A LC 224 dialoga diretamente com a lógica da Reforma Tributária, que privilegia a tributação sobre bases reais e verificáveis, amplia a não cumulatividade financeira e exige rastreabilidade, escrituração robusta e demonstração efetiva de custos e insumos.

Nesse contexto, o lucro real reflete a capacidade contributiva efetiva, sendo compatível com sistemas de crédito amplo e transparente e com controles digitais que permitem cruzamentos eletrônicos e fiscalizações automatizadas.

Por outro lado, o lucro presumido pode ignorar a realidade econômica individual da empresa e criar distorções setoriais, além de dificultar a integração com sistemas de crédito amplo, como o IBS e a CBS.

Por isso, sob a ótica da política fiscal contemporânea trazida pelas Leis Cmplementares 214 e 224, o lucro real passou a ser tratado como o padrão normativo, enquanto o presumido assumiu a feição de exceção fiscal.

 3. Lucro presumido como benefício fiscal: riscos concretos

O enquadramento do lucro presumido como benefício fiscal poderá produzir efeitos práticos relevantes, ainda que graduais, havendo o risco de novas condicionantes ou exigências de contrapartidas.
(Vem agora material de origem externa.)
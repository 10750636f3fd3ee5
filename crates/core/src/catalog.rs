use serde::{Deserialize, Serialize};

/// Room categories offered by the resort, with their static capacity and
/// weekday/weekend rack rates in whole pesos.
#[derive(Clone, Copy, Debug, PartialEq, Eq, Hash, Serialize, Deserialize)]
pub enum RoomCategory {
    #[serde(rename = "couple-tepee")]
    CoupleTepee,
    #[serde(rename = "standard-tepee")]
    StandardTepee,
    #[serde(rename = "deluxe-tepee")]
    DeluxeTepee,
}

impl RoomCategory {
    pub const ALL: [RoomCategory; 3] =
        [Self::CoupleTepee, Self::StandardTepee, Self::DeluxeTepee];

    pub fn id(&self) -> &'static str {
        match self {
            Self::CoupleTepee => "couple-tepee",
            Self::StandardTepee => "standard-tepee",
            Self::DeluxeTepee => "deluxe-tepee",
        }
    }

    pub fn display_name(&self) -> &'static str {
        match self {
            Self::CoupleTepee => "Couple Tepee",
            Self::StandardTepee => "Standard Tepee",
            Self::DeluxeTepee => "Deluxe Tepee",
        }
    }

    /// Maximum number of guests (adults + children).
    pub fn capacity(&self) -> u32 {
        match self {
            Self::CoupleTepee => 2,
            Self::StandardTepee => 4,
            Self::DeluxeTepee => 7,
        }
    }

    /// Rate for Monday through Thursday nights, in pesos.
    pub fn weekday_rate(&self) -> i64 {
        match self {
            Self::CoupleTepee => 2_499,
            Self::StandardTepee => 4_499,
            Self::DeluxeTepee => 6_999,
        }
    }

    /// Rate for Friday, Saturday and Sunday nights, in pesos.
    pub fn weekend_rate(&self) -> i64 {
        match self {
            Self::CoupleTepee => 2_999,
            Self::StandardTepee => 4_999,
            Self::DeluxeTepee => 7_499,
        }
    }

    /// Resolves a caller-supplied room name against the catalog, accepting
    /// either the id (`couple-tepee`) or the display name (`Couple Tepee`),
    /// case-insensitively.
    pub fn parse(value: &str) -> Option<Self> {
        let normalized = value.trim().to_ascii_lowercase();
        Self::ALL.iter().copied().find(|room| {
            room.id() == normalized || room.display_name().to_ascii_lowercase() == normalized
        })
    }
}

#[derive(Clone, Copy, Debug, PartialEq, Eq)]
pub enum BillingMode {
    /// Charged once per reservation, regardless of nights or guests.
    OneTime,
    /// Charged per guest, per night.
    PerGuestPerNight,
}

/// Optional paid extras. Dining add-ons are mutually exclusive.
#[derive(Clone, Copy, Debug, PartialEq, Eq, PartialOrd, Ord, Hash, Serialize, Deserialize)]
pub enum AddOn {
    #[serde(rename = "early-checkin")]
    EarlyCheckIn,
    #[serde(rename = "late-checkout")]
    LateCheckOut,
    #[serde(rename = "breakfast")]
    Breakfast,
    #[serde(rename = "fullboard")]
    FullBoard,
    #[serde(rename = "pet-fee")]
    PetFee,
}

impl AddOn {
    pub const ALL: [AddOn; 5] = [
        Self::EarlyCheckIn,
        Self::LateCheckOut,
        Self::Breakfast,
        Self::FullBoard,
        Self::PetFee,
    ];

    pub fn code(&self) -> &'static str {
        match self {
            Self::EarlyCheckIn => "early-checkin",
            Self::LateCheckOut => "late-checkout",
            Self::Breakfast => "breakfast",
            Self::FullBoard => "fullboard",
            Self::PetFee => "pet-fee",
        }
    }

    pub fn display_name(&self) -> &'static str {
        match self {
            Self::EarlyCheckIn => "Early Check-in",
            Self::LateCheckOut => "Late Check-out",
            Self::Breakfast => "Breakfast Package",
            Self::FullBoard => "Full Board Package",
            Self::PetFee => "Pet Fee",
        }
    }

    /// Price in pesos; interpretation depends on [`AddOn::billing`].
    pub fn price(&self) -> i64 {
        match self {
            Self::EarlyCheckIn => 500,
            Self::LateCheckOut => 500,
            Self::Breakfast => 350,
            Self::FullBoard => 1_200,
            Self::PetFee => 500,
        }
    }

    pub fn billing(&self) -> BillingMode {
        match self {
            Self::Breakfast | Self::FullBoard => BillingMode::PerGuestPerNight,
            _ => BillingMode::OneTime,
        }
    }

    /// Add-ons sharing a group cannot be selected together.
    pub fn exclusivity_group(&self) -> Option<&'static str> {
        match self {
            Self::Breakfast | Self::FullBoard => Some("dining"),
            _ => None,
        }
    }

    pub fn parse(code: &str) -> Option<Self> {
        let normalized = code.trim().to_ascii_lowercase();
        Self::ALL.iter().copied().find(|add_on| add_on.code() == normalized)
    }
}

/// Resolves caller-supplied add-on codes against the catalog. Codes with no
/// catalog entry are dropped rather than rejected, and duplicates collapse;
/// the result is in canonical catalog order.
pub fn parse_add_on_codes<S: AsRef<str>>(codes: &[S]) -> Vec<AddOn> {
    let mut parsed: Vec<AddOn> =
        codes.iter().filter_map(|code| AddOn::parse(code.as_ref())).collect();
    parsed.sort();
    parsed.dedup();
    parsed
}

#[cfg(test)]
mod tests {
    use super::{parse_add_on_codes, AddOn, BillingMode, RoomCategory};

    #[test]
    fn resolves_rooms_by_id_and_display_name() {
        assert_eq!(RoomCategory::parse("couple-tepee"), Some(RoomCategory::CoupleTepee));
        assert_eq!(RoomCategory::parse("Standard Tepee"), Some(RoomCategory::StandardTepee));
        assert_eq!(RoomCategory::parse("DELUXE TEPEE"), Some(RoomCategory::DeluxeTepee));
        assert_eq!(RoomCategory::parse("presidential suite"), None);
    }

    #[test]
    fn weekend_rates_exceed_weekday_rates() {
        for room in RoomCategory::ALL {
            assert!(room.weekend_rate() > room.weekday_rate(), "{}", room.id());
        }
    }

    #[test]
    fn dining_add_ons_bill_per_guest_per_night() {
        assert_eq!(AddOn::Breakfast.billing(), BillingMode::PerGuestPerNight);
        assert_eq!(AddOn::FullBoard.billing(), BillingMode::PerGuestPerNight);
        assert_eq!(AddOn::PetFee.billing(), BillingMode::OneTime);
        assert_eq!(AddOn::Breakfast.exclusivity_group(), AddOn::FullBoard.exclusivity_group());
        assert_eq!(AddOn::EarlyCheckIn.exclusivity_group(), None);
    }

    #[test]
    fn unknown_codes_are_dropped_not_rejected() {
        let parsed = parse_add_on_codes(&["breakfast", "jacuzzi", "pet-fee", "breakfast"]);
        assert_eq!(parsed, vec![AddOn::Breakfast, AddOn::PetFee]);
    }
}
Tendo passado a integrar o rol de beneficiários de renúncias fiscais monitoradas, as empresas do lucro presumido poderão ser objeto de avaliações periódicas de custo-benefício, além de sofrerem pressões por novos aumentos de carga tributária em cenários de ajuste fiscal.

 4. O lucro presumido diante da Reforma Tributária (IBS/CBS)

A Reforma Tributária introduziu um modelo em que:

• o crédito de IBS e CBS será amplo, financeiro e imediato;

• não haverá distinção relevante entre custo, despesa ou investimento;

• a lógica econômica real será o fundamento do sistema.

Enquanto isto, as empresas do lucro presumido:

• não apuram lucro real, logo não têm estrutura contábil detalhada;

• tendem a operar com controles simplificados;

• podem ter dificuldade em maximizar e comprovar créditos.

Isso poderá gerar uma assimetria competitiva, possibilitando às empresas do lucro real aproveitarem melhor o novo sistema de créditos que já faz parte de seu funcionamento atual.

 Ainda que o lucro presumido continue formalmente permitido, o custo econômico da opção tende a aumentar, pois créditos de IBS/CBS mal aproveitados se transformarão em custo efetivo, podendo o lucro presumido deixa de ser necessariamente “mais barato”.

 

5. Como as empresas do lucro presumido devem proceder a partir de agora

5.1. Abandonar a lógica binária “presumido × real”

A decisão deve considerar o longo prazo, preparando a empresa de forma a que se integre melhor ao sistema tributário dos próximos 10 anos.

 5.2. Realizar simulações plurianuais integradas (IRPJ/CSLL + IBS/CBS)

Caberá às empresas projetarem cenários considerando IRPJ, CSLL, IBS e CBS conjuntamente, mensurar o impacto da perda ou subutilização de créditos e avaliar margens reais e não apenas a carga nominal dos tributos.

Em muitos casos, o lucro real passa a ser financeiramente mais eficiente, ainda que mais complexo.

 5.3. Estruturar contabilidade robusta mesmo permanecendo no presumido

Enquanto permanecerem no lucro presumido, as empresas deverão investir em contabilidade gerencial detalhada, documentar insumos, custos e despesas e preparar-se para eventual migração ao lucro real sem ruptura operacional.

 5.4. Avaliar migração estratégica e não reativa

A migração para o lucro real deverá ser planejada e acompanhada de reorganização contratual e societária, além de ser alinhada à cadeia de clientes e fornecedores. 

Lembrando que migrar antes da pressão tributária tende a ser menos custoso.

 6. Conclusão

A LC 224/2025 não extinguiu o lucro presumido, mas mudou radicalmente seu status jurídico e político. Ao tratá-lo como benefício fiscal, após um longo período em que permaneceu em vigor como um regime tributário, a lei pôs em risco sua perenidade e aproximou-o do debate fiscal e orçamentário, ao mesmo tempo que antecipou uma tendência de normalização do lucro real.

No ambiente da Reforma Tributária, o lucro presumido deixou de ser o porto seguro histórico das médias empresas e passou a ser um regime que exigirá justificativa estratégica consciente.

Empresas que se anteciparem, simularem e se adaptarem ao modelo de tributação real, não cumulativa e transparente estarão em posição muito mais competitiva fiscal e economicamente.